Aborder les troubles cognitifs et du comportement de la personne âgée démente implique d’inscrire aussi bien la démence
dans l’histoire des idées médicales que dans celle de ceux qui la font! Il s’agit notamment de retracer l’évolution de la notion
de folie et de démence, tant dans l’institution que dans la famille, dans la mesure où la question se pose d'emblée de clairement faire le partage de ce qui revient à la vieillesse et à la maladie, à la personnalité et aux interactions avec l’environnement
ou aux processus cognitifs.
MOTS CLÉS: Maladie d’Alzheimer – Contact vital – Bientraitance – Potentiel d’autonomie.
THE MEANING OF BEHAVIOURAL DISORDERS
In order to gain an insight into cognitive and behavioural disorders in the demented elderly subject, it is important to examine
not only dementia in the light of the history of medical concepts but also in the context of those who make history!
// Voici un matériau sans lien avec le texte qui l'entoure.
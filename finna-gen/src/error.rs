//! Error types for finna-gen
//!
//! Per-identifier failures (`LookupError`, `FetchError`) are isolated to the
//! identifier that produced them. A `StoreError` while opening the store
//! fails the run; one while writing a book abandons only that book.

use std::path::PathBuf;
use thiserror::Error;

/// Lookup service transport errors
#[derive(Debug, Error)]
pub enum LookupError {
    #[error("Network error: {0}")]
    Network(String),

    #[error("API error {0}: {1}")]
    Api(u16, String),

    #[error("Parse error: {0}")]
    Parse(String),
}

/// Failure resolving a single identifier
#[derive(Debug, Error)]
pub enum FetchError {
    /// The lookup service has no matching record
    #[error("No record found for identifier {0}")]
    NotFound(String),

    /// Resolution exceeded the bounded per-identifier wait
    #[error("Lookup for identifier {0} timed out")]
    Timeout(String),

    /// The lookup service call itself failed
    #[error("Lookup transport failed: {0}")]
    Transport(#[from] LookupError),
}

/// Entity store file errors
///
/// A missing store file is never reported here: it means an empty store.
#[derive(Debug, Error)]
pub enum StoreError {
    #[error("Entity store I/O error on {path}: {source}")]
    Io {
        path: PathBuf,
        #[source]
        source: std::io::Error,
    },

    #[error("Corrupt entity store {path} line {line}: {content:?}")]
    Corrupt {
        path: PathBuf,
        line: usize,
        content: String,
    },
}

impl StoreError {
    pub(crate) fn io(path: impl Into<PathBuf>, source: std::io::Error) -> Self {
        Self::Io {
            path: path.into(),
            source,
        }
    }
}

/// Crate-level error
#[derive(Debug, Error)]
pub enum GenError {
    #[error(transparent)]
    Store(#[from] StoreError),

    #[error("IO error: {0}")]
    Io(#[from] std::io::Error),

    #[error("Common error: {0}")]
    Common(#[from] finna_common::Error),
}

/// Result type for crate-level operations
pub type GenResult<T> = Result<T, GenError>;
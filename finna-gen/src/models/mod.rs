//! Data models for finna-gen

pub mod outcome;
pub mod record;

pub use outcome::{BatchReport, FetchOutcome, IndexedOutcome, SkippedIdentifier};
pub use record::{BookEntry, RawRecord};
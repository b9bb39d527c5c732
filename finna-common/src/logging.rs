//! Logging initialisation
//!
//! `RUST_LOG` takes precedence; otherwise the configured level applies.

use crate::config::LoggingConfig;
use crate::{Error, Result};
use std::fs::OpenOptions;
use std::sync::Mutex;
use tracing_subscriber::EnvFilter;

/// Install the global tracing subscriber
///
/// Logs go to stderr unless `config.file` is set, in which case they are
/// appended to that file without ANSI colouring.
pub fn init_logging(config: &LoggingConfig) -> Result<()> {
    let filter = EnvFilter::try_from_default_env()
        .or_else(|_| EnvFilter::try_new(&config.level))
        .map_err(|e| Error::Config(format!("Invalid log level '{}': {}", config.level, e)))?;

    let builder = tracing_subscriber::fmt().with_env_filter(filter);

    let result = match &config.file {
        Some(path) => {
            let file = OpenOptions::new().create(true).append(true).open(path)?;
            builder
                .with_ansi(false)
                .with_writer(Mutex::new(file))
                .try_init()
        }
        None => builder.with_writer(std::io::stderr).try_init(),
    };

    result.map_err(|e| Error::Internal(format!("Logging already initialised: {}", e)))
}
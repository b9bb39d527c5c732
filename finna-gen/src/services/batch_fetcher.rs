//! Bounded-parallelism batch fetcher
//!
//! Identifiers are split into at most `concurrency` contiguous blocks. Each
//! block runs as one task and resolves its identifiers sequentially; every
//! outcome is appended to the shared result list as soon as it is known, so
//! partial results are observable before the batch finishes.
//!
//! Ordering: within a block, outcomes are appended in input order. Across
//! blocks nothing is guaranteed; [`BatchReport::ordered`] re-sorts by input
//! position.

use crate::error::FetchError;
use crate::models::{BatchReport, FetchOutcome, IndexedOutcome};
use crate::services::record_resolver::RecordResolver;
use chrono::Utc;
use finna_common::config::FetchConfig;
use finna_common::events::{EventBus, FinnaEvent, OutcomeKind};
use std::collections::HashSet;
use std::ops::Range;
use std::sync::atomic::{AtomicUsize, Ordering};
use std::sync::{Arc, Mutex};
use std::time::{Duration, Instant};
use tokio::sync::broadcast;
use tokio::task::JoinSet;
use tokio_util::sync::CancellationToken;
use tracing::{debug, info, warn};
use uuid::Uuid;

/// How long cooperative cancellation may take before tasks are aborted
const CANCEL_WAIT: Duration = Duration::from_millis(500);

/// Batch fetch tuning
#[derive(Debug, Clone, Copy, PartialEq, Eq)]
pub struct BatchSettings {
    /// Maximum number of concurrently running blocks
    pub concurrency: usize,
    /// Bounded wait per identifier
    pub identifier_timeout: Duration,
}

impl Default for BatchSettings {
    fn default() -> Self {
        Self::from(&FetchConfig::default())
    }
}

impl From<&FetchConfig> for BatchSettings {
    fn from(config: &FetchConfig) -> Self {
        Self {
            concurrency: config.concurrency,
            identifier_timeout: Duration::from_secs(config.identifier_timeout_secs),
        }
    }
}

/// Split `len` items into contiguous blocks of `ceil(len / concurrency)`
///
/// The number of blocks never exceeds `concurrency` (a zero limit is
/// treated as one).
pub fn partition(len: usize, concurrency: usize) -> Vec<Range<usize>> {
    if len == 0 {
        return Vec::new();
    }
    let block_size = len.div_ceil(concurrency.max(1));
    (0..len)
        .step_by(block_size)
        .map(|start| start..(start + block_size).min(len))
        .collect()
}

/// Drives a [`RecordResolver`] over many identifiers in parallel
pub struct BatchFetcher {
    resolver: RecordResolver,
    settings: BatchSettings,
    event_bus: EventBus,
}

impl BatchFetcher {
    pub fn new(resolver: RecordResolver, settings: BatchSettings) -> Self {
        Self {
            resolver,
            settings,
            event_bus: EventBus::default(),
        }
    }

    /// Publish progress on an externally owned bus
    pub fn with_event_bus(mut self, event_bus: EventBus) -> Self {
        self.event_bus = event_bus;
        self
    }

    pub fn settings(&self) -> BatchSettings {
        self.settings
    }

    /// Dispatch one task per block and return immediately
    pub fn start(&self, identifiers: Vec<String>) -> FetchHandle {
        let run_id = Uuid::new_v4();
        let total = identifiers.len();
        let blocks = partition(total, self.settings.concurrency);

        let shared = Arc::new(SharedProgress {
            run_id,
            total,
            outcomes: Mutex::new(Vec::with_capacity(total)),
            completed: AtomicUsize::new(0),
            event_bus: self.event_bus.clone(),
        });
        let cancel = CancellationToken::new();
        let identifiers = Arc::new(identifiers);
        let mut tasks = JoinSet::new();

        info!(
            run_id = %run_id,
            total,
            blocks = blocks.len(),
            concurrency = self.settings.concurrency,
            "Starting batch fetch"
        );
        self.event_bus.emit_lossy(FinnaEvent::BatchStarted {
            run_id,
            total,
            blocks: blocks.len(),
            timestamp: Utc::now(),
        });

        for (block_no, range) in blocks.into_iter().enumerate() {
            let block: Vec<(usize, String)> = range
                .clone()
                .map(|position| (position, identifiers[position].clone()))
                .collect();
            let worker = BlockWorker {
                block_no,
                resolver: self.resolver.clone(),
                timeout: self.settings.identifier_timeout,
                shared: Arc::clone(&shared),
                cancel: cancel.clone(),
            };
            debug!(run_id = %run_id, block_no, start = range.start, end = range.end, "Dispatching block");
            tasks.spawn(worker.run(block));
        }

        FetchHandle {
            run_id,
            identifiers,
            shared,
            tasks,
            cancel,
            started: Instant::now(),
        }
    }

    /// Resolve every identifier and wait for all blocks
    pub async fn fetch_all(&self, identifiers: Vec<String>) -> BatchReport {
        self.start(identifiers).join().await
    }
}

/// State shared by every block task of one run
struct SharedProgress {
    run_id: Uuid,
    total: usize,
    outcomes: Mutex<Vec<IndexedOutcome>>,
    completed: AtomicUsize,
    event_bus: EventBus,
}

impl SharedProgress {
    fn push(&self, outcome: IndexedOutcome) {
        let kind = outcome.outcome.kind();
        let position = outcome.position;
        let identifier = outcome.identifier.clone();

        self.outcomes
            .lock()
            .unwrap_or_else(|poisoned| poisoned.into_inner())
            .push(outcome);
        let completed = self.completed.fetch_add(1, Ordering::SeqCst) + 1;

        self.event_bus.emit_lossy(FinnaEvent::IdentifierFinished {
            run_id: self.run_id,
            position,
            identifier,
            outcome: kind,
            completed,
            total: self.total,
            timestamp: Utc::now(),
        });
    }

    fn snapshot(&self) -> Vec<IndexedOutcome> {
        self.outcomes
            .lock()
            .unwrap_or_else(|poisoned| poisoned.into_inner())
            .clone()
    }

    fn take(&self) -> Vec<IndexedOutcome> {
        std::mem::take(
            &mut *self
                .outcomes
                .lock()
                .unwrap_or_else(|poisoned| poisoned.into_inner()),
        )
    }
}

struct BlockWorker {
    block_no: usize,
    resolver: RecordResolver,
    timeout: Duration,
    shared: Arc<SharedProgress>,
    cancel: CancellationToken,
}

impl BlockWorker {
    async fn run(self, block: Vec<(usize, String)>) {
        for (position, identifier) in block {
            let outcome = tokio::select! {
                biased;
                _ = self.cancel.cancelled() => {
                    debug!(block_no = self.block_no, position, "Block cancelled");
                    return;
                }
                result = tokio::time::timeout(self.timeout, self.resolver.resolve(&identifier)) => {
                    let result = result
                        .unwrap_or_else(|_| Err(FetchError::Timeout(identifier.clone())));
                    FetchOutcome::from(result)
                }
            };

            log_outcome(position, &identifier, &outcome);
            self.shared.push(IndexedOutcome {
                position,
                identifier,
                outcome,
            });
        }
        debug!(block_no = self.block_no, "Block finished");
    }
}

fn log_outcome(position: usize, identifier: &str, outcome: &FetchOutcome) {
    match outcome {
        FetchOutcome::Resolved(_) => {
            debug!(position, identifier = %identifier, "Identifier resolved");
        }
        FetchOutcome::Failed { reason } => {
            warn!(
                position,
                identifier = %identifier,
                kind = %OutcomeKind::Failed,
                reason = %reason,
                "Identifier skipped"
            );
        }
        other => {
            warn!(
                position,
                identifier = %identifier,
                kind = %other.kind(),
                "Identifier skipped"
            );
        }
    }
}

/// Handle on a running batch
///
/// Dropping the handle aborts any blocks still running.
pub struct FetchHandle {
    run_id: Uuid,
    identifiers: Arc<Vec<String>>,
    shared: Arc<SharedProgress>,
    tasks: JoinSet<()>,
    cancel: CancellationToken,
    started: Instant,
}

impl FetchHandle {
    pub fn run_id(&self) -> Uuid {
        self.run_id
    }

    pub fn total(&self) -> usize {
        self.shared.total
    }

    /// Identifiers finished so far
    pub fn completed(&self) -> usize {
        self.shared.completed.load(Ordering::SeqCst)
    }

    /// Whether every identifier has an outcome
    pub fn is_done(&self) -> bool {
        self.completed() >= self.total()
    }

    /// Copy of the outcomes appended so far, in completion order
    pub fn snapshot(&self) -> Vec<IndexedOutcome> {
        self.shared.snapshot()
    }

    /// Progress events for this run (and any other run on the same bus)
    pub fn subscribe(&self) -> broadcast::Receiver<FinnaEvent> {
        self.shared.event_bus.subscribe()
    }

    /// Wait until every block task has finished, keeping the handle
    ///
    /// Cancel-safe: dropping this future (e.g. in a `select!` against a
    /// shutdown signal) loses no outcome.
    pub async fn wait(&mut self) {
        drain(&mut self.tasks).await;
    }

    /// Wait for every block task to finish
    pub async fn join(mut self) -> BatchReport {
        self.wait().await;
        self.finish(false)
    }

    /// Wait up to `grace` for the blocks, then cancel whatever is still running
    ///
    /// Cancellation is cooperative first (blocks stop at their next
    /// identifier or abandon the in-flight lookup); tasks still alive after a
    /// short wait are aborted. Outcomes appended before cancellation are kept.
    pub async fn shutdown(mut self, grace: Duration) -> BatchReport {
        if tokio::time::timeout(grace, drain(&mut self.tasks)).await.is_ok() {
            return self.finish(false);
        }

        warn!(
            run_id = %self.run_id,
            completed = self.completed(),
            total = self.total(),
            "Shutdown grace period elapsed, cancelling remaining blocks"
        );
        self.cancel.cancel();

        if tokio::time::timeout(CANCEL_WAIT, drain(&mut self.tasks))
            .await
            .is_err()
        {
            warn!(run_id = %self.run_id, "Aborting blocks that ignored cancellation");
            self.tasks.abort_all();
            drain(&mut self.tasks).await;
        }

        self.shared.event_bus.emit_lossy(FinnaEvent::BatchCancelled {
            run_id: self.run_id,
            completed: self.completed(),
            total: self.total(),
            timestamp: Utc::now(),
        });

        self.finish(true)
    }

    /// Build the report, giving every identifier without an outcome one
    fn finish(&self, cancelled: bool) -> BatchReport {
        let mut outcomes = self.shared.take();
        let seen: HashSet<usize> = outcomes.iter().map(|o| o.position).collect();

        for (position, identifier) in self.identifiers.iter().enumerate() {
            if seen.contains(&position) {
                continue;
            }
            let outcome = if cancelled {
                FetchOutcome::Cancelled
            } else {
                FetchOutcome::Failed {
                    reason: "block task ended before resolving".to_string(),
                }
            };
            log_outcome(position, identifier, &outcome);
            outcomes.push(IndexedOutcome {
                position,
                identifier: identifier.clone(),
                outcome,
            });
        }

        let report = BatchReport {
            outcomes,
            cancelled,
        };
        let resolved = report.resolved_count();
        let skipped = report.outcomes.len() - resolved;
        let elapsed_ms = self.started.elapsed().as_millis() as u64;

        info!(
            run_id = %self.run_id,
            resolved,
            skipped,
            cancelled,
            elapsed_ms,
            "Batch fetch finished"
        );

        if !cancelled {
            self.shared.event_bus.emit_lossy(FinnaEvent::BatchCompleted {
                run_id: self.run_id,
                resolved,
                skipped,
                elapsed_ms,
                timestamp: Utc::now(),
            });
        }

        report
    }
}

async fn drain(tasks: &mut JoinSet<()>) {
    while let Some(result) = tasks.join_next().await {
        if let Err(e) = result {
            if e.is_panic() {
                warn!("Block task panicked: {}", e);
            }
        }
    }
}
It is necessary to retrace the evolution of the notion of madness and dementia in medicine and within the family, given that it is vital to
clearly distinguish ageing, disease, personality and interactions with the environment or cognitive processes.
KEYWORDS: Alzheimer’s disease – Vital contact – Treating patients well – Potential for independence.
N’est-il pas utopique de vouloir
la disparition complète de tous les
comportements perturbateurs ?
Est-il possible d’inscrire le patient
dans une certaine routine protectrice, dans une régulation psychosociale raisonnable, dans une proximité affective rassurante, et un
encadrement familial fonctionnel ?
Les troubles du comportement
seront d’autant moins prégnants
qu’ils seront d’autant plus acceptés et « tolérés » et mieux canalisés dans un rituel de soins, un suivi
bien balisé, une recherche instituée de bientraitance. Bientraitance
qui ne peut faire l’économie du sens
de la parole soignante : « La fonction de solidarité de la parole assure
la pérennité de l’autre. On est toujours humain lorsqu’un autre
humain vous reconnaît comme tel.
Dément ou même mort, c’est la
parole de l’autre qui vous rend
encore humain dans le souvenir »
(Zarifian). Rendre encore humain
dans le souvenir ou rendre ce qu’il
y a d’humain dans le présent pour
que cela fasse souvenir, que cela
vienne, sous le devenir, faire support au présent et l’offrir dans sa
dimension de contact vital est le
grand enjeu du soin à ces patients
parfois plus amnésiques de l’avenir que du passé.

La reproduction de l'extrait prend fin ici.